Carrying hope.

Y’all, it’s the kind of fall day here in Kentucky that’ll make you feel anything at all is possible.

Warm sun. Cool, dry air. The bluest of Bluegrass skies. Leaves beginning to turn gold and crimson, just at the edges, sweet promises of the autumn glory to come. A pearly moon early this morning graciously giving way to it all. It defies accurate description, and after all that has been these last several months, it almost takes my breath away.

I’ve watched squirrels and chipmunks both scatter about while I work outside, and a couple of cardinals keep dashing in and out of a neighbor’s tree. A hawk is screaming shrilly every once in a while, like we don’t he’s there, circling for some poor unfortunate creature who doesn’t see him coming. There’s a blue jay, too, who struts around my yard like it’s his personal kingdom. Obnoxious as hell but of course gorgeous.

It’s all so beautifully alive! And that I am here, drawing deep, real breaths, seems nothing short of a grace I don’t deserve.

A friend I’m doing some writing work for asked me how I was the other day–in body and spirit both. It’s so bittersweet, y’all. So much is so awful. But I have to be honest about this pure joy and gratitude I have for being, right now, relatively healthy after biopsies and chemo and scans. I’m just about as good as I can be at this moment. And I write about it as a reminder that I cannot, for one moment, take it for granted. Not ever again. Not when just a few months ago I spent most mornings on this same back deck in tears, praying desperately for the cancer to be kept at bay as much as possible. At the core of that deep grief was fear for my daughter, who is already growing up without her father. I could not fathom her having to lose me, too.

I cannot take it for granted when, all over the world and certainly in my own city, the lives of so many others are at stake.

I cannot give you some rational explanation, some transactional analysis, for how prayer works. I once had a very difficult conversation with a little boy at church who thought prayer was magic, you know, get a wand as cool as Harry’s and you’re good.

How I wish it were so.

And while I don’t know who else to thank but the God I believe in, stake my life on, for this space I am in, I know, too, that there are righteous and real and desperate prayers rising all over this city, all over this world, all over this country…and in the very lives of people I love fiercely…that seem to go unanswered.

As you’ve maybe heard me say before, I do not believe God leads us to suffering. But I sure as anything believe God gets to work for our good in the midst of it. Even if with painful steps and slow. And even if we cannot see it for ourselves.

Our world is on fire, y’all. At least my corner of it is, and I cannot believe yours isn’t either.

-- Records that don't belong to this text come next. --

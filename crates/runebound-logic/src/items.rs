//! Items, rarity tiers and equipment slots.

use serde::{Deserialize, Serialize};
use std::fmt;

use crate::classes::PlayerClass;
use crate::stats::StatBlock;

/// Stable item identity, unique across a character's inventory and equipment.
#[derive(Debug, Clone, Copy, PartialEq, Eq, PartialOrd, Ord, Hash, Serialize, Deserialize)]
pub struct ItemId(pub u64);

impl fmt::Display for ItemId {
    fn fmt(&self, f: &mut fmt::Formatter<'_>) -> fmt::Result {
        write!(f, "{:012x}", self.0)
    }
}

/// Rarity tiers, ordered COMMON < UNCOMMON < RARE < LEGENDARY.
#[derive(Debug, Clone, Copy, PartialEq, Eq, PartialOrd, Ord, Hash, Serialize, Deserialize)]
pub enum Rarity {
    Common,
    Uncommon,
    Rare,
    Legendary,
}

impl Rarity {
    pub fn label(self) -> &'static str {
        match self {
            Rarity::Common => "common",
            Rarity::Uncommon => "uncommon",
            Rarity::Rare => "rare",
            Rarity::Legendary => "legendary",
        }
    }
}

/// What kind of thing an item is.
#[derive(Debug, Clone, Copy, PartialEq, Eq, Hash, Serialize, Deserialize)]
pub enum ItemType {
    Helm,
    Chest,
    Gloves,
    Boots,
    Offhand,
    Amulet,
    Belt,
    Ring,
    Weapon,
    Potion,
}

impl ItemType {
    /// Natural slot for this item type. Rings map to the first ring slot;
    /// see `Character::equip` for the two-slot rule.
    pub fn primary_slot(self) -> Option<EquipmentSlot> {
        match self {
            ItemType::Helm => Some(EquipmentSlot::Helm),
            ItemType::Chest => Some(EquipmentSlot::Chest),
            ItemType::Gloves => Some(EquipmentSlot::Gloves),
            ItemType::Boots => Some(EquipmentSlot::Boots),
            ItemType::Offhand => Some(EquipmentSlot::Offhand),
            ItemType::Amulet => Some(EquipmentSlot::Amulet),
            ItemType::Belt => Some(EquipmentSlot::Belt),
            ItemType::Ring => Some(EquipmentSlot::Ring1),
            ItemType::Weapon => Some(EquipmentSlot::Weapon),
            ItemType::Potion => None,
        }
    }

    /// Can an item of this type sit in `slot`?
    pub fn fits(self, slot: EquipmentSlot) -> bool {
        match self {
            ItemType::Ring => matches!(slot, EquipmentSlot::Ring1 | EquipmentSlot::Ring2),
            other => other.primary_slot() == Some(slot),
        }
    }

    pub fn is_equippable(self) -> bool {
        self != ItemType::Potion
    }
}

/// One slot per equipment category; rings get two.
#[derive(Debug, Clone, Copy, PartialEq, Eq, PartialOrd, Ord, Hash, Serialize, Deserialize)]
pub enum EquipmentSlot {
    Helm,
    Chest,
    Gloves,
    Boots,
    Offhand,
    Amulet,
    Belt,
    Ring1,
    Ring2,
    Weapon,
}

impl EquipmentSlot {
    pub const ALL: [EquipmentSlot; 10] = [
        EquipmentSlot::Helm,
        EquipmentSlot::Chest,
        EquipmentSlot::Gloves,
        EquipmentSlot::Boots,
        EquipmentSlot::Offhand,
        EquipmentSlot::Amulet,
        EquipmentSlot::Belt,
        EquipmentSlot::Ring1,
        EquipmentSlot::Ring2,
        EquipmentSlot::Weapon,
    ];
}

/// Armor weight class. Non-armor items use `None`.
#[derive(Debug, Clone, Copy, Default, PartialEq, Eq, Serialize, Deserialize)]
pub enum ArmorWeight {
    Light,
    Medium,
    Heavy,
    #[default]
    None,
}

#[derive(Debug, Clone, Copy, PartialEq, Eq, Serialize, Deserialize)]
pub enum ConsumableKind {
    Heal,
    Mana,
}

/// Effect of drinking a potion.
#[derive(Debug, Clone, Copy, PartialEq, Eq, Serialize, Deserialize)]
pub struct ConsumableEffect {
    pub kind: ConsumableKind,
    pub amount: i32,
}

#[derive(Debug, Clone, PartialEq, Serialize, Deserialize)]
pub struct Item {
    pub id: ItemId,
    pub name: String,
    pub item_type: ItemType,
    pub rarity: Rarity,
    /// Gold value (also the merchant price)
    pub value: u32,
    pub description: String,
    pub weight: ArmorWeight,
    /// Empty means any class may equip it
    pub class_restrictions: Vec<PlayerClass>,
    pub stats: StatBlock,
    pub effect: Option<ConsumableEffect>,
}

impl Item {
    pub fn is_consumable(&self) -> bool {
        self.effect.is_some()
    }

    /// Whether `class` is allowed to equip this item.
    pub fn usable_by(&self, class: PlayerClass) -> bool {
        self.class_restrictions.is_empty() || self.class_restrictions.contains(&class)
    }
}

And in the midst of the communal flames lie our own personal heartaches, too.

And I know that for so many people hope seems at absolute best, the most Pollyanna of pipe dreams.

My dear friend Russ and I have, at various difficult or scary points in our lives and ministry, promised this to one another, “I’m going to believe that for you, until you can believe it yourself.”

And I wonder if, right now, the responsibility of those of us who are able to carry even the tiniest sliver of hope, is to offer to carry a little for someone else. I wonder if right now, those of us who have survived the things it seemed we could not, might need to shoulder hope for others.

“I’m going to hope for you, until you are able to hope for yourself.”

I guarantee there is someone in your life who needs to hear this from you. I guarantee you will need to hear it yourself at some point along the way. If today happens to be that day, then know this, “I’m going to carry that hope for you, until you are able to carry it yourself.”

The pain all around us is real, y’all. Palpable. Tearing us apart in all sorts of ways. “What’s going to become of us?” I have seen people write and heard people say. We’re in a tight spot. And it doesn’t some days, look good at all.

But I cannot believe that the Creator of this utterly beautiful and alive day has done any of that creating out of anything but love. Pure, unending, all-encompassing love.

And if that’s true…then this cannot possibly be the end.


Even if I have to carry it for you.

3 thoughts on “Carrying hope.

  1. So grateful with and for you to have this/that beautiful day. I appreciate the reminder about believing/hoping/praying for someone till they can again. There are days when each needs that.


  2. Your words bring comfort to me in my time of grief for my husband, who passed away in March due to Covid 19. Thank you so for your words. I think I hear God’s love and hope through your words.